Ellen Byron & Books

This really started out as a Thanksgiving request, but I changed it in the process. I was going to ask a few authors to tell me about books they were grateful for. Instead, since COVID-19 still hangs over everything, I asked them to tell me about books they’re grateful they read in the last several years. I also said they could mention their own books. I’m grateful so many responded! Ellen Byron was the first. Check for Ellen’s book suggestions in the Web Store. https://store.poisonedpen.com/

Ellen Byron is the Agatha Award”“winning and USA Today bestselling author of the Cajun Country Mysteries. As Maria DiRico, she also writes the Catering Hall Mysteries. Her website is https://www.ellenbyron.com/


When Covid locked down the world, I comforted myself by doing two things in excess: reading and drinking wine. (I’ve since cut back on the latter, although my husband said he’s never made more money returning bottles to our recycling center.)

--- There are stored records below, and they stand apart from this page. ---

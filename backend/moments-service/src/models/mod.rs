/// Data models for moments-service
///
/// This module defines:
/// - Post: a family post with up to four image slots
/// - PostView: the hydrated shape returned to clients
/// - User: the acting user and writer display fields
/// - Request types handed from the HTTP layer to the services
use chrono::{DateTime, Utc};
use image_store::ImagePayload;
use serde::{Deserialize, Serialize};

/// Number of image slots on a post
pub const MAX_IMAGES: usize = 4;

/// Post lifecycle status. INACTIVE is terminal.
#[derive(Debug, Clone, Copy, PartialEq, Eq, Serialize, Deserialize, sqlx::Type)]
#[sqlx(type_name = "post_status", rename_all = "UPPERCASE")]
#[serde(rename_all = "UPPERCASE")]
pub enum PostStatus {
    Active,
    Inactive,
}

/// Positional image slots (slot 0..3). Serialized as a four-element array
/// with `null` for empty slots.
#[derive(Debug, Clone, Default, PartialEq, Eq, Serialize, Deserialize)]
#[serde(transparent)]
pub struct ImageSlots([Option<String>; MAX_IMAGES]);

impl ImageSlots {
    /// Fill slots in order; URLs beyond the fourth are dropped
    pub fn from_urls<I>(urls: I) -> Self
    where
        I: IntoIterator<Item = String>,
    {
        let mut slots = Self::default();
        for (slot, url) in urls.into_iter().take(MAX_IMAGES).enumerate() {
            slots.0[slot] = Some(url);
        }
        slots
    }

    pub fn from_columns(
        img1: Option<String>,
        img2: Option<String>,
        img3: Option<String>,
        img4: Option<String>,
    ) -> Self {
        Self([img1, img2, img3, img4])
    }

    pub fn get(&self, slot: usize) -> Option<&str> {
        self.0.get(slot).and_then(|url| url.as_deref())
    }

    /// Overwrite one slot. Returns false when `slot` is out of range.
    pub fn set(&mut self, slot: usize, url: impl Into<String>) -> bool {
        match self.0.get_mut(slot) {
            Some(entry) => {
                *entry = Some(url.into());
                true
            }
            None => false,
        }
    }

    pub fn as_slice(&self) -> &[Option<String>] {
        &self.0
    }

    /// Number of occupied slots
    pub fn filled(&self) -> usize {
        self.0.iter().filter(|url| url.is_some()).count()
    }
}

/// User as seen by this service: identity plus display fields
#[derive(Debug, Clone, PartialEq, Eq, Serialize, Deserialize, sqlx::FromRow)]
pub struct User {
    pub user_id: i64,
    pub nickname: String,
    pub profile_img: Option<String>,
}

/// Stored post
#[derive(Debug, Clone, PartialEq, Eq)]
pub struct Post {
    pub post_id: i64,
    pub writer_id: i64,
    pub family_id: i64,
    pub content: String,
    pub images: ImageSlots,
    pub count_love: i64,
    pub status: PostStatus,
    pub created_at: DateTime<Utc>,
}

impl Post {
    pub fn is_active(&self) -> bool {
        self.status == PostStatus::Active
    }

    pub fn is_written_by(&self, user_id: i64) -> bool {
        self.writer_id == user_id
    }
}

/// Values for a post about to be inserted
#[derive(Debug, Clone, PartialEq, Eq)]
pub struct NewPost {
    pub writer_id: i64,
    pub family_id: i64,
    pub content: String,
    pub images: ImageSlots,
}

/// Hydrated post returned by single-post reads and family pages
#[derive(Debug, Clone, PartialEq, Eq, Serialize, Deserialize)]
#[serde(rename_all = "camelCase")]
pub struct PostView {
    pub post_id: i64,
    /// Writer nickname
    pub writer: String,
    pub profile_img: Option<String>,
    pub content: String,
    pub imgs: ImageSlots,
    pub created_at: DateTime<Utc>,
    pub count_love: i64,
    /// Whether the requesting user loves this post
    pub loved: bool,
}

impl PostView {
    /// View of a post that was just inserted. Nobody can have loved it yet,
    /// so the counters are fixed instead of queried.
    pub fn freshly_created(post: &Post, writer: &User) -> Self {
        Self {
            post_id: post.post_id,
            writer: writer.nickname.clone(),
            profile_img: writer.profile_img.clone(),
            content: post.content.clone(),
            imgs: post.images.clone(),
            created_at: post.created_at,
            count_love: 0,
            loved: false,
        }
    }
}

/// Input for `PostService::create_post`
#[derive(Debug, Clone)]
pub struct CreatePostRequest {
    pub family_id: i64,
    pub content: String,
    /// Only the first four images are used
    pub images: Vec<ImagePayload>,
}

/// Input for `PostService::edit_post`. `images[i]` targets slot `i`;
/// `None` leaves the slot untouched.
#[derive(Debug, Clone, Default)]
pub struct EditPostRequest {
    pub content: Option<String>,
    pub images: Vec<Option<ImagePayload>>,
}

I read so many books I couldn’t keep track of them — Note to self: keep a list of what you read! — but a few stand out as particularly memorable for a range of reasons:

Death of a Showman, by Mariah Fredericks. My favorite genre is historical mysteries. I could fill a page listing all the series I read and love. But I have a particular fondness for Fredericks’ Jane Prescott Mysteries. I’m a native New Yorker and grew up fascinated by the city’s Gilded Age past. Death of a Showman is set in 1914, so it straddles that particular time period while foreshadowing another historical event I’m obsessed with, World War I. Fredericks’ series features a smart, compassionate female protagonist, which always appeals to me. And as a playwright who spent a lot of her formative years in the New York theatre scene, I loved the book’s plot was set against the backdrop of Broadway.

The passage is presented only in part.